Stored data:
┌──
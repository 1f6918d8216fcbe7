//! GPU timestamps around each dispatch.
//!
//! Every timed launch writes a begin/end pair into a two-entry query set,
//! resolves it into a 16-byte buffer and copies that into its own slot of a
//! read-back ring. Nothing is read until [`TimingInstrument::finish`], so the
//! per-launch cost is a few encoder commands.

use tracing::{debug, warn};

use crate::device::GpuContext;
use crate::error::Result;
use crate::history::{LaunchHistory, RecordIndex};

const SLOT_BYTES: u64 = 16;

/// Raw durations whose low 16 bits are all zero hint at a driver that
/// rounds timestamps, e.g. as a timing side-channel mitigation.
const QUANTIZATION_MASK: u64 = 0xFFFF;

/// Summary of one [`TimingInstrument::finish`] pass.
#[derive(Debug, Clone, Default, PartialEq)]
pub struct TimingReport {
    /// Launches that received a duration.
    pub timed: usize,
    pub quantized: bool,
}

/// Convert raw `(begin, end)` tick pairs to nanoseconds.
///
/// Returns the durations and whether the batch looks quantized.
pub fn durations(pairs: &[(u64, u64)], period_ns: f32) -> (Vec<u64>, bool) {
    let mut quantized = false;
    let out = pairs
        .iter()
        .map(|&(begin, end)| {
            let ticks = end.saturating_sub(begin);
            if ticks != 0 && ticks & QUANTIZATION_MASK == 0 {
                quantized = true;
            }
            (ticks as f64 * f64::from(period_ns)).round() as u64
        })
        .collect();
    (out, quantized)
}

/// Slot reserved for one launch.
#[derive(Debug, Clone, Copy, PartialEq, Eq)]
pub struct TimestampSlot(u32);

pub struct TimingInstrument {
    query_set: wgpu::QuerySet,
    resolve: wgpu::Buffer,
    readback: wgpu::Buffer,
    capacity: u32,
    pending: Vec<(RecordIndex, TimestampSlot)>,
}

impl TimingInstrument {
    /// `None` when the device cannot write timestamps.
    pub fn new(gpu: &GpuContext, capacity: u32) -> Option<Self> {
        if !gpu.supports_timestamps() || capacity == 0 {
            debug!("timestamp queries unavailable, launches will not be timed");
            return None;
        }
        let device = gpu.device();
        let query_set = device.create_query_set(&wgpu::QuerySetDescriptor {
            label: Some("launch timestamps"),
            ty: wgpu::QueryType::Timestamp,
            count: 2,
        });
        let resolve = device.create_buffer(&wgpu::BufferDescriptor {
            label: Some("timestamp resolve"),
            size: SLOT_BYTES,
            usage: wgpu::BufferUsages::QUERY_RESOLVE | wgpu::BufferUsages::COPY_SRC,
            mapped_at_creation: false,
        });
        let readback = device.create_buffer(&wgpu::BufferDescriptor {
            label: Some("timestamp readback"),
            size: SLOT_BYTES * u64::from(capacity),
            usage: wgpu::BufferUsages::COPY_DST | wgpu::BufferUsages::MAP_READ,
            mapped_at_creation: false,
        });
        Some(Self {
            query_set,
            resolve,
            readback,
            capacity,
            pending: Vec::new(),
        })
    }

    pub fn capacity(&self) -> u32 {
        self.capacity
    }

    pub fn pending(&self) -> usize {
        self.pending.len()
    }

    /// Claim the next ring slot for `record`. `None` once the ring is full;
    /// later launches simply go untimed.
    pub fn reserve(&mut self, record: RecordIndex) -> Option<TimestampSlot> {
        let next = self.pending.len() as u32;
        if next >= self.capacity {
            return None;
        }
        let slot = TimestampSlot(next);
        self.pending.push((record, slot));
        Some(slot)
    }

    pub fn pass_writes(&self) -> wgpu::ComputePassTimestampWrites<'_> {
        wgpu::ComputePassTimestampWrites {
            query_set: &self.query_set,
            beginning_of_pass_write_index: Some(0),
            end_of_pass_write_index: Some(1),
        }
    }

    /// Resolve the pass timestamps into `slot`. Encode after the pass ends.
    pub fn encode_resolve(&self, encoder: &mut wgpu::CommandEncoder, slot: TimestampSlot) {
        encoder.resolve_query_set(&self.query_set, 0..2, &self.resolve, 0);
        encoder.copy_buffer_to_buffer(
            &self.resolve,
            0,
            &self.readback,
            u64::from(slot.0) * SLOT_BYTES,
            SLOT_BYTES,
        );
    }

    /// Read every pending slot back and fill in the matching records'
    /// durations. The ring is empty afterwards.
    pub fn finish(&mut self, gpu: &GpuContext, history: &mut LaunchHistory) -> Result<TimingReport> {
        if self.pending.is_empty() {
            return Ok(TimingReport::default());
        }
        gpu.map_read(&[&self.readback])?;
        let pairs: Vec<(u64, u64)> = {
            let mapped = self.readback.slice(..).get_mapped_range();
            self.pending
                .iter()
                .map(|(_, slot)| {
                    let base = (u64::from(slot.0) * SLOT_BYTES) as usize;
                    let begin: u64 = bytemuck::pod_read_unaligned(&mapped[base..base + 8]);
                    let end: u64 = bytemuck::pod_read_unaligned(&mapped[base + 8..base + 16]);
                    (begin, end)
                })
                .collect()
        };
        self.readback.unmap();

        let (nanos, quantized) = durations(&pairs, gpu.timestamp_period());
        for ((record, _), ns) in self.pending.drain(..).zip(nanos) {
            if let Some(record) = history.get_mut(record) {
                record.duration_ns = Some(ns);
            }
        }
        if quantized {
            warn!("GPU timestamps appear quantized, durations are coarse");
        }
        Ok(TimingReport {
            timed: pairs.len(),
            quantized,
        })
    }
}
└──
▸ TASK TO COMPLETE
Nothing but lines that contain "crate" should appear in the answer. Copy each from the records.

▸ EXPECTED ANSWER
use crate::device::GpuContext;
use crate::error::Result;
use crate::history::{LaunchHistory, RecordIndex};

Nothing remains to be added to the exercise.